Tangutlay is following British conventions.
I once got in a lot of trouble (with one member only) about this. The British practice regarding placement of punctuation inside or outside quotation marks is often called, by people interested in such things, "logical placement", and the US practice of always placing them inside, "conventional placement".
I mentioned this, making it clear it was specialist terminology and not a value judgement (mine or anybody else's). Despite this, the other member got irate and said I was accusing (all) Americans of being "illogical", that "we" hadn't fought King George in order to be told what to write by pantywaist Limey faggots, who hadn't got an empire anymore, whose asses got saved in World War 2, etc, etc. Nothing I could write would satisfy this person. (Now there's a surprise!)
Anyhow, I believe the American conventional rule was mainly enforced and perpetuated by typesetters.
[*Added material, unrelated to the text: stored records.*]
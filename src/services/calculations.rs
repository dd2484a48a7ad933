// src/services/calculations.rs
use chrono::{DateTime, Datelike, Duration, NaiveDate, NaiveTime, Utc};
use log::{debug, log_enabled, Level};

use crate::models::{OccupancyReport, RateSummary, Room, RoomMetrics};

/// Number of calendar months covered by the occupancy series, current month included.
pub const OCCUPANCY_MONTHS: i32 = 5;
/// Length of the rate window starting at `now`.
pub const RATE_WINDOW_DAYS: i64 = 30;

const DATE_FORMAT: &str = "%Y-%m-%d";

/// Parses a single `YYYY-MM-DD` entry, returning `None` for anything else.
///
/// chrono tolerates unpadded fields, leading whitespace and a signed year, so the
/// parsed date must format back to exactly the input.
pub fn parse_available_date(value: &str) -> Option<NaiveDate> {
    match NaiveDate::parse_from_str(value, DATE_FORMAT) {
        Ok(date) if date.format(DATE_FORMAT).to_string() == value => Some(date),
        Ok(_) => {
            debug!("Skipping non-canonical available date {:?}", value);
            None
        }
        Err(e) => {
            debug!("Skipping unparseable available date {:?}: {}", value, e);
            None
        }
    }
}

fn parse_available_dates(dates: &[String]) -> Vec<NaiveDate> {
    dates
        .iter()
        .filter_map(|d| parse_available_date(d))
        .collect()
}

/// Days in the given month, or 0 when `(year, month)` is not a real month.
pub fn days_in_month(year: i32, month: u32) -> u32 {
    let (next_year, next_month) = if month == 12 { (year + 1, 1) } else { (year, month + 1) };
    match (
        NaiveDate::from_ymd_opt(year, month, 1),
        NaiveDate::from_ymd_opt(next_year, next_month, 1),
    ) {
        (Some(start), Some(end)) => (end - start).num_days() as u32,
        _ => 0,
    }
}

/// Moves `(year, month)` forward by `offset` months, rolling the year over.
fn add_months(year: i32, month: u32, offset: i32) -> (i32, u32) {
    let index = year * 12 + (month as i32 - 1) + offset;
    (index.div_euclid(12), index.rem_euclid(12) as u32 + 1)
}

/// Counts entries falling in the given month. Duplicates are counted every time.
pub fn count_available_days(dates: &[NaiveDate], year: i32, month: u32) -> u32 {
    dates
        .iter()
        .filter(|d| d.year() == year && d.month() == month)
        .count() as u32
}

fn occupancy_percentage(total_days: u32, available_days: u32) -> f64 {
    // Unreachable for real months; days_in_month only yields 0 for invalid input.
    if total_days == 0 {
        return 0.0;
    }
    let occupied_days = total_days as f64 - available_days as f64;
    occupied_days / total_days as f64 * 100.0
}

pub fn occupancy_by_month(now: DateTime<Utc>, available_dates: &[String]) -> OccupancyReport {
    let parsed = parse_available_dates(available_dates);
    let mut report = OccupancyReport::new();

    for i in 0..OCCUPANCY_MONTHS {
        let (year, month) = add_months(now.year(), now.month(), i);
        let total_days = days_in_month(year, month);
        let available_days = count_available_days(&parsed, year, month);
        let percentage = occupancy_percentage(total_days, available_days);

        let key = format!("{}-{:02}", year, month);
        debug!(
            "Month: {} | Total Days: {} | Available Days: {} | Occupancy: {:.2}%",
            key, total_days, available_days, percentage
        );
        report.insert(key, percentage);
    }

    report
}

/// Rate statistics over dates strictly after `now` and strictly before `now + 30 days`.
/// Every qualifying date contributes the room-level rate.
pub fn rate_summary(now: DateTime<Utc>, room: &Room) -> RateSummary {
    let window_end = now + Duration::days(RATE_WINDOW_DAYS);

    let rates: Vec<f64> = parse_available_dates(&room.available_dates)
        .into_iter()
        .map(|date| date.and_time(NaiveTime::MIN).and_utc())
        .filter(|instant| *instant > now && *instant < window_end)
        .map(|instant| {
            debug!("Adding rate for date: {}", instant.date_naive());
            room.rate_per_night
        })
        .collect();

    if rates.is_empty() {
        return RateSummary::default();
    }

    let average = rates.iter().sum::<f64>() / rates.len() as f64;
    let highest = rates.iter().copied().fold(f64::NEG_INFINITY, f64::max);
    let lowest = rates.iter().copied().fold(f64::INFINITY, f64::min);

    RateSummary {
        average_rate: Some(average),
        highest_rate: Some(highest),
        lowest_rate: Some(lowest),
    }
}

pub fn calculate_room_metrics(now: DateTime<Utc>, room: &Room) -> RoomMetrics {
    if log_enabled!(Level::Debug) {
        debug!("Room Details: {:?}", room);
    }

    RoomMetrics {
        occupancy_percentage: occupancy_by_month(now, &room.available_dates),
        rates_next_30_days: rate_summary(now, room),
    }
}

#[cfg(test)]
mod tests {
    use super::*;
    use chrono::TimeZone;

    fn at(y: i32, m: u32, d: u32, h: u32) -> DateTime<Utc> {
        Utc.with_ymd_and_hms(y, m, d, h, 0, 0).unwrap()
    }

    fn room(rate: f64, dates: &[&str]) -> Room {
        Room {
            room_id: 1,
            rate_per_night: rate,
            max_guests: 2,
            available_dates: dates.iter().map(|d| d.to_string()).collect(),
        }
    }

    fn assert_close(actual: f64, expected: f64) {
        assert!((actual - expected).abs() < 1e-9, "expected {expected}, got {actual}");
    }

    #[test]
    fn test_days_in_month() {
        assert_eq!(days_in_month(2024, 2), 29);
        assert_eq!(days_in_month(2023, 2), 28);
        assert_eq!(days_in_month(1900, 2), 28);
        assert_eq!(days_in_month(2000, 2), 29);
        assert_eq!(days_in_month(2024, 4), 30);
        assert_eq!(days_in_month(2024, 12), 31);
        assert_eq!(days_in_month(2024, 13), 0);
        assert_eq!(days_in_month(2024, 0), 0);
    }

    #[test]
    fn test_zero_total_days_is_zero_occupancy() {
        assert_eq!(occupancy_percentage(0, 0), 0.0);
    }

    #[test]
    fn test_no_available_dates_is_fully_occupied() {
        let report = occupancy_by_month(at(2024, 6, 1, 0), &[]);
        assert_eq!(report.len(), 5);
        assert!(report.values().all(|p| *p == 100.0));
    }

    #[test]
    fn test_whole_month_available_is_empty() {
        let june: Vec<String> = (1..=30).map(|d| format!("2024-06-{:02}", d)).collect();
        let report = occupancy_by_month(at(2024, 6, 10, 8), &june);
        assert_eq!(report["2024-06"], 0.0);
        assert_eq!(report["2024-07"], 100.0);
    }

    #[test]
    fn test_partial_month() {
        let dates: Vec<String> = ["2024-07-01", "2024-07-02", "2024-07-03", "2024-06-30"]
            .iter()
            .map(|d| d.to_string())
            .collect();
        let report = occupancy_by_month(at(2024, 6, 1, 0), &dates);
        assert_close(report["2024-07"], 28.0 / 31.0 * 100.0);
        assert_close(report["2024-06"], 29.0 / 30.0 * 100.0);
    }

    #[test]
    fn test_keys_roll_over_year_end() {
        let report = occupancy_by_month(at(2024, 11, 15, 12), &[]);
        let keys: Vec<&str> = report.keys().map(String::as_str).collect();
        assert_eq!(keys, vec!["2024-11", "2024-12", "2025-01", "2025-02", "2025-03"]);
    }

    #[test]
    fn test_month_end_does_not_skip_february() {
        let report = occupancy_by_month(at(2025, 1, 31, 23), &[]);
        let keys: Vec<&str> = report.keys().map(String::as_str).collect();
        assert_eq!(keys, vec!["2025-01", "2025-02", "2025-03", "2025-04", "2025-05"]);
    }

    #[test]
    fn test_malformed_dates_are_not_counted() {
        let dates: Vec<String> = [
            "not-a-date",
            "2024-06-31",
            "2024-6",
            "",
            "2024-6-5",
            "2024-06-5",
            " 2024-06-05",
            "+2024-06-05",
            "2024-06-15",
        ]
        .iter()
        .map(|d| d.to_string())
        .collect();
        let report = occupancy_by_month(at(2024, 6, 1, 0), &dates);
        assert_close(report["2024-06"], 29.0 / 30.0 * 100.0);
    }

    #[test]
    fn test_parse_requires_padded_dates() {
        assert_eq!(parse_available_date("2024-06-05"), NaiveDate::from_ymd_opt(2024, 6, 5));
        assert_eq!(parse_available_date("2024-6-5"), None);
        assert_eq!(parse_available_date("2024-06-5"), None);
        assert_eq!(parse_available_date(" 2024-06-05"), None);
        assert_eq!(parse_available_date("+2024-06-05"), None);
    }

    #[test]
    fn test_unpadded_dates_leave_rates_empty() {
        let summary = rate_summary(at(2024, 6, 1, 0), &room(100.0, &["2024-6-5", "2024-6-6"]));
        assert_eq!(summary, RateSummary::default());

        let report = occupancy_by_month(at(2024, 6, 1, 0), &["2024-6-5".to_string(), "2024-6-6".to_string()]);
        assert_eq!(report["2024-06"], 100.0);
    }

    #[test]
    fn test_duplicate_dates_are_each_counted() {
        let dates = vec!["2024-06-10".to_string(), "2024-06-10".to_string()];
        let report = occupancy_by_month(at(2024, 6, 1, 0), &dates);
        assert_close(report["2024-06"], 28.0 / 30.0 * 100.0);
    }

    #[test]
    fn test_rate_summary_example() {
        let summary = rate_summary(at(2024, 6, 1, 0), &room(100.0, &["2024-06-05", "2024-06-20"]));
        assert_eq!(summary.average_rate, Some(100.0));
        assert_eq!(summary.highest_rate, Some(100.0));
        assert_eq!(summary.lowest_rate, Some(100.0));
    }

    #[test]
    fn test_rate_window_bounds_are_exclusive() {
        let now = at(2024, 6, 1, 0);
        // Midnight of today equals now; 2024-07-01 is exactly now + 30 days.
        let summary = rate_summary(now, &room(80.0, &["2024-06-01", "2024-07-01"]));
        assert_eq!(summary, RateSummary::default());

        let summary = rate_summary(now, &room(80.0, &["2024-06-30"]));
        assert_eq!(summary.average_rate, Some(80.0));
    }

    #[test]
    fn test_rate_window_follows_time_of_day() {
        let now = at(2024, 6, 1, 12);
        let summary = rate_summary(now, &room(55.5, &["2024-06-01"]));
        assert_eq!(summary.average_rate, None);

        let summary = rate_summary(now, &room(55.5, &["2024-07-01"]));
        assert_eq!(summary.lowest_rate, Some(55.5));
    }

    #[test]
    fn test_no_dates_in_window_reports_nothing() {
        let summary = rate_summary(at(2024, 6, 1, 0), &room(100.0, &["2023-01-01", "2024-09-01", "garbage"]));
        assert_eq!(summary.average_rate, None);
        assert_eq!(summary.highest_rate, None);
        assert_eq!(summary.lowest_rate, None);
    }

    #[test]
    fn test_metrics_serialize_missing_rates_as_null() {
        let metrics = calculate_room_metrics(at(2024, 6, 1, 0), &room(100.0, &[]));
        let json = serde_json::to_value(&metrics).unwrap();

        let rates = &json["rates_next_30_days"];
        assert!(rates["average_rate"].is_null());
        assert!(rates["highest_rate"].is_null());
        assert!(rates["lowest_rate"].is_null());
        assert_eq!(rates.as_object().unwrap().len(), 3);
        assert_eq!(json["occupancy_percentage"]["2024-10"], 100.0);
    }
}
I have been interested to read recently that a "punctuation paradigm shift" is occurring. In copy-editor-free zones—the Web and emails, student papers, business memos, with increasing frequency, commas and periods find themselves on the outside of quotation marks, looking in.
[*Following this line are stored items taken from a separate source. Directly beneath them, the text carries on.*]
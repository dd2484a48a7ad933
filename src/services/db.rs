// src/services/db.rs
use anyhow::{Context, Result};
use async_trait::async_trait;
use bigdecimal::{BigDecimal, ToPrimitive};
use log::debug;
use sqlx::postgres::{PgPool, PgPoolOptions};

use crate::models::Room;

/// Read access to stored rooms.
#[async_trait]
pub trait RoomStore: Send + Sync {
    async fn get_room(&self, room_id: i64) -> Result<Option<Room>>;
}

#[derive(Debug, sqlx::FromRow)]
struct RoomRow {
    room_id: i64,
    rate_per_night: BigDecimal,
    max_guests: i32,
    available_dates: Option<Vec<String>>,
}

impl From<RoomRow> for Room {
    fn from(row: RoomRow) -> Self {
        Room {
            room_id: row.room_id,
            rate_per_night: row.rate_per_night.to_f64().unwrap_or(0.0),
            max_guests: row.max_guests,
            available_dates: row.available_dates.unwrap_or_default(),
        }
    }
}

pub struct DbStore {
    pub(crate) pool: PgPool,
}

impl DbStore {
    pub async fn new(database_url: &str, max_connections: u32) -> Result<Self> {
        let pool = PgPoolOptions::new()
            .max_connections(max_connections)
            .connect(database_url)
            .await
            .context("Failed to connect to database")?;
        Ok(Self { pool })
    }
}

#[async_trait]
impl RoomStore for DbStore {
    async fn get_room(&self, room_id: i64) -> Result<Option<Room>> {
        debug!("Fetching room {}", room_id);
        let row = sqlx::query_as::<_, RoomRow>(
            "SELECT room_id, rate_per_night, max_guests, available_dates FROM rooms WHERE room_id = $1",
        )
        .bind(room_id)
        .fetch_optional(&self.pool)
        .await?;

        Ok(row.map(Room::from))
    }
}
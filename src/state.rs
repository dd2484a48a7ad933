// src/state.rs
use chrono::{DateTime, Utc};
use std::sync::Arc;

use crate::services::db::RoomStore;

pub type Clock = fn() -> DateTime<Utc>;

/// Handles shared by every request: the room store and the time source.
#[derive(Clone)]
pub struct AppState {
    pub store: Arc<dyn RoomStore>,
    pub clock: Clock,
}

impl AppState {
    pub fn new(store: Arc<dyn RoomStore>) -> Self {
        Self { store, clock: Utc::now }
    }

    pub fn with_clock(mut self, clock: Clock) -> Self {
        self.clock = clock;
        self
    }

    pub fn now(&self) -> DateTime<Utc> {
        (self.clock)()
    }
}
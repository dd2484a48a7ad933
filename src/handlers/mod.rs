// src/handlers/mod.rs
pub mod error;
pub mod metrics;
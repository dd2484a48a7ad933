// src/lib.rs

pub mod config;
pub mod handlers;
pub mod models;
pub mod routes;
pub mod services;
pub mod state;
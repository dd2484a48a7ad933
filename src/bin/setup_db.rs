// src/bin/setup_db.rs
use anyhow::{Context, Result};
use bigdecimal::BigDecimal;
use csv::{Reader, StringRecord};
use dotenv::dotenv;
use sqlx::PgPool;
use std::env;
use std::fs::File;
use std::str::FromStr;

#[derive(Debug)]
struct RoomRecord {
    room_id: i64,
    rate_per_night: BigDecimal,
    max_guests: i32,
    available_dates: Vec<String>,
}

impl RoomRecord {
    fn from_record(record: &StringRecord) -> Result<Self> {
        let room_id: i64 = record.get(0).context("missing column room_id")?.trim().parse()?;
        let rate_per_night =
            BigDecimal::from_str(record.get(1).context("missing column rate_per_night")?.trim())?;
        let max_guests: i32 = record.get(2).context("missing column max_guests")?.trim().parse()?;
        let available_dates: Vec<String> = record
            .get(3)
            .unwrap_or("")
            .split(';')
            .map(str::trim)
            .filter(|d| !d.is_empty())
            .map(String::from)
            .collect();

        Ok(Self {
            room_id,
            rate_per_night,
            max_guests,
            available_dates,
        })
    }
}

/// Applies migrations and upserts rooms from a CSV file
/// (`room_id,rate_per_night,max_guests,available_dates`, dates `;`-separated).
#[tokio::main]
async fn main() -> Result<()> {
    dotenv().ok();
    env_logger::init();

    let database_url = env::var("DATABASE_URL").context("DATABASE_URL must be set")?;
    let csv_path = env::args().nth(1).unwrap_or_else(|| "data/rooms.csv".to_string());

    let pool = PgPool::connect(&database_url).await?;

    sqlx::migrate!("./migrations").run(&pool).await?;
    log::info!("Migrations applied");

    let file = File::open(&csv_path).with_context(|| format!("Failed to open {}", csv_path))?;
    let mut rdr = Reader::from_reader(file);

    let mut count = 0;
    for result in rdr.records() {
        let record = result?;
        let row = RoomRecord::from_record(&record)?;

        sqlx::query(
            r#"
            INSERT INTO rooms (room_id, rate_per_night, max_guests, available_dates)
            VALUES ($1, $2, $3, $4)
            ON CONFLICT (room_id) DO UPDATE SET
                rate_per_night = EXCLUDED.rate_per_night,
                max_guests = EXCLUDED.max_guests,
                available_dates = EXCLUDED.available_dates
            "#,
        )
        .bind(row.room_id)
        .bind(row.rate_per_night)
        .bind(row.max_guests)
        .bind(row.available_dates)
        .execute(&pool)
        .await?;
        count += 1;
    }

    println!("Database setup complete! {} rooms loaded from {}", count, csv_path);
    Ok(())
}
Not only these, but also Language, the journal of the Linguistic Society of America, for instance, has adopted the British way. * The first item under "Punctuation" in its Style Sheet says:
Quote:The second member of a pair of quotation marks should precede any other adjacent mark of punctuation, unless the other mark is part of the quoted matter: The word means `cart', not `horse'.
Also the logical style is used in Wikipedia.